Data to use Start Marker

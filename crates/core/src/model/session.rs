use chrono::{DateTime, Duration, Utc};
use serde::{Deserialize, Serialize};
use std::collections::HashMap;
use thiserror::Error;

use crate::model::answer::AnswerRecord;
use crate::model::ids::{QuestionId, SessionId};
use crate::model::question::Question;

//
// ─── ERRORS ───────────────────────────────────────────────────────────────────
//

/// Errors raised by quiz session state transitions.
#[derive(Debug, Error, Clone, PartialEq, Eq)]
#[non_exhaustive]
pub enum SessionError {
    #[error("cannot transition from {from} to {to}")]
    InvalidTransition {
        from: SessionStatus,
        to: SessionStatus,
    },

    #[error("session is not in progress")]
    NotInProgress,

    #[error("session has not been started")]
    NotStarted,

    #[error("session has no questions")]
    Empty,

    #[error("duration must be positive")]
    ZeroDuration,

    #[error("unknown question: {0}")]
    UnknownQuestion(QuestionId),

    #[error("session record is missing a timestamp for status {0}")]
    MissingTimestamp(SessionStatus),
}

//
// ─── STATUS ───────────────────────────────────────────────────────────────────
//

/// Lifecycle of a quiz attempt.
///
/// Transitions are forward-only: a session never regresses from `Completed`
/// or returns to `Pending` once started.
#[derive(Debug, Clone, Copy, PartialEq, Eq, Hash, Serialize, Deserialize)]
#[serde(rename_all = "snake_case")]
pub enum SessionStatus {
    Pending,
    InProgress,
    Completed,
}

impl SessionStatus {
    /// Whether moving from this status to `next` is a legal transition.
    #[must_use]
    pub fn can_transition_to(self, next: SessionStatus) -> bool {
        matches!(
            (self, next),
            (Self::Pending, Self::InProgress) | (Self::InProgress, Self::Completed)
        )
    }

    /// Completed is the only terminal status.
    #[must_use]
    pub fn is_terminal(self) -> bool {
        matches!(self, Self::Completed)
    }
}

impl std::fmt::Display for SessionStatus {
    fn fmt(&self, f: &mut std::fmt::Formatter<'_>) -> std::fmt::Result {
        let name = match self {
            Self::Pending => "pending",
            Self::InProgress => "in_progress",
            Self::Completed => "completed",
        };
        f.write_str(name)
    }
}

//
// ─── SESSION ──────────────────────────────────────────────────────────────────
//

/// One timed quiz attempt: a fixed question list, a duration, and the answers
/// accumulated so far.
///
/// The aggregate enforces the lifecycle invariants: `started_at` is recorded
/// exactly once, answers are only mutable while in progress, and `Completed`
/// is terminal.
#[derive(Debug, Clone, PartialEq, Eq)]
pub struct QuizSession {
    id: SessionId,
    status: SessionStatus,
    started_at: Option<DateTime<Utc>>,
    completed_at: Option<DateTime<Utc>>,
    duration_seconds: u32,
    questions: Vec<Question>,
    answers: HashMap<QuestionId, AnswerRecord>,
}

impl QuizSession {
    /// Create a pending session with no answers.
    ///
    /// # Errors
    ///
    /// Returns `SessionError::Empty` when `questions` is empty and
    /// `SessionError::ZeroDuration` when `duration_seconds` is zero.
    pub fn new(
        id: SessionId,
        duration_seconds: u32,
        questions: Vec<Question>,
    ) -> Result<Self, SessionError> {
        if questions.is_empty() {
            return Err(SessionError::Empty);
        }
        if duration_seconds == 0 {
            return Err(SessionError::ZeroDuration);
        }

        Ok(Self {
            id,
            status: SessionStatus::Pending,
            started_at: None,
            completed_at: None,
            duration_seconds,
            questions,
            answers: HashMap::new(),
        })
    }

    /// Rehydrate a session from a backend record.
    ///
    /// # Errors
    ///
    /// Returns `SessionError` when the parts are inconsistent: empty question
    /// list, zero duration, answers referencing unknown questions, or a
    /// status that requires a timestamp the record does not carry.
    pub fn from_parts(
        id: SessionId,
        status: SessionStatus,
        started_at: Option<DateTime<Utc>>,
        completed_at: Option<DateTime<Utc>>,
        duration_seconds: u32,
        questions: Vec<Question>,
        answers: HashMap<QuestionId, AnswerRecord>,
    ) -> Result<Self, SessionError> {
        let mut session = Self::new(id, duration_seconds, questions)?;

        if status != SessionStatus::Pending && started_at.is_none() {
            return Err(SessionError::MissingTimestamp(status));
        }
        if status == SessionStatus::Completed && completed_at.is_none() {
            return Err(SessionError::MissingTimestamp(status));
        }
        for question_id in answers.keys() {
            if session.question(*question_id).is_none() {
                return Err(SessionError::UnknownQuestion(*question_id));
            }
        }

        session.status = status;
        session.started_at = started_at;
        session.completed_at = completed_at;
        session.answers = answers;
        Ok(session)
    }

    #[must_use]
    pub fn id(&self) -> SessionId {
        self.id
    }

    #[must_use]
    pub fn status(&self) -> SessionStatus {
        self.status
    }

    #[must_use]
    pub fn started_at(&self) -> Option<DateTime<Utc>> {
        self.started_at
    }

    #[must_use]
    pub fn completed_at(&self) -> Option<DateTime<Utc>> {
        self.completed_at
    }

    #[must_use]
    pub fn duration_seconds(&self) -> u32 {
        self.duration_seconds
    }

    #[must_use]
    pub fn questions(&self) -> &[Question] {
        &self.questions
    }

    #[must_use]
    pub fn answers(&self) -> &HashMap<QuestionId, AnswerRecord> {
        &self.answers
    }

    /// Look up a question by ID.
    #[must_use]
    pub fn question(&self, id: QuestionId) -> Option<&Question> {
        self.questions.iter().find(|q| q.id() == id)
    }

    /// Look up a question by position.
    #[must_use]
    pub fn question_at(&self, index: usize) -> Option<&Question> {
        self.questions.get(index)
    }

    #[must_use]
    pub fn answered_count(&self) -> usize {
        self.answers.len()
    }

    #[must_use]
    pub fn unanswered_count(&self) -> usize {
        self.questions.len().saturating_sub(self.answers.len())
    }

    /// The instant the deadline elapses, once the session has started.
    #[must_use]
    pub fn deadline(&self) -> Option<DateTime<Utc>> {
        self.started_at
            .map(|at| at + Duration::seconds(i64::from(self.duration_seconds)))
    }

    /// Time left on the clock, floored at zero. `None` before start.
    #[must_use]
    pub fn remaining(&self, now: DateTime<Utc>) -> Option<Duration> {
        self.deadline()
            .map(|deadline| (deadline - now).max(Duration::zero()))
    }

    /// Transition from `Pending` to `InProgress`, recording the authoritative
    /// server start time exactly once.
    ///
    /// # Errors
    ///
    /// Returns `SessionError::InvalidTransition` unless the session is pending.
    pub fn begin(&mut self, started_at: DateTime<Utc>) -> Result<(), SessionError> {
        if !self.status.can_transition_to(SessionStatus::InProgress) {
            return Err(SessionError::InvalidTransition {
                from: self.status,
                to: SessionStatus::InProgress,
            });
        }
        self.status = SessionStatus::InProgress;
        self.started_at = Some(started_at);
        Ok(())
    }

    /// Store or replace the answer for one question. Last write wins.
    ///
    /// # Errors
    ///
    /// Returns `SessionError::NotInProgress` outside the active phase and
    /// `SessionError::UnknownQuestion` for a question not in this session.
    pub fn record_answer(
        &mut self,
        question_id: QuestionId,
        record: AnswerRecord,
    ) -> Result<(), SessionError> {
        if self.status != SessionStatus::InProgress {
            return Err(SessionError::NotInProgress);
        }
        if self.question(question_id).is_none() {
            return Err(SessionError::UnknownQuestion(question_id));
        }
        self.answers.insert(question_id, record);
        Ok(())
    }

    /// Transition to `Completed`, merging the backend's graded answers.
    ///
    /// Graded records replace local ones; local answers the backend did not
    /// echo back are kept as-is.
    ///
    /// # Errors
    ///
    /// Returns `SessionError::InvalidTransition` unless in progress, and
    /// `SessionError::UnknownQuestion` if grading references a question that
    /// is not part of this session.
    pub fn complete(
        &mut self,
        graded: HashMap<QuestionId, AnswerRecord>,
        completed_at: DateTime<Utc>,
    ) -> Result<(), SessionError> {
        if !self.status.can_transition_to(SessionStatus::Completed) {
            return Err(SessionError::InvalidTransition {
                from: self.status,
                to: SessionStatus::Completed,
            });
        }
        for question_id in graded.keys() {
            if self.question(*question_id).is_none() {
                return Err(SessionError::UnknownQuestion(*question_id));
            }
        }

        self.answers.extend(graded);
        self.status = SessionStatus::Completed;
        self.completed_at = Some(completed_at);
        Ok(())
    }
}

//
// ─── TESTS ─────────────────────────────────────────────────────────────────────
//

Data to use End Marker

*Problem requirements*:
Copy out all lines above holding "HashMap".

*Task response*:
use std::collections::HashMap;
    answers: HashMap<QuestionId, AnswerRecord>,
            answers: HashMap::new(),
        answers: HashMap<QuestionId, AnswerRecord>,
    pub fn answers(&self) -> &HashMap<QuestionId, AnswerRecord> {
        graded: HashMap<QuestionId, AnswerRecord>,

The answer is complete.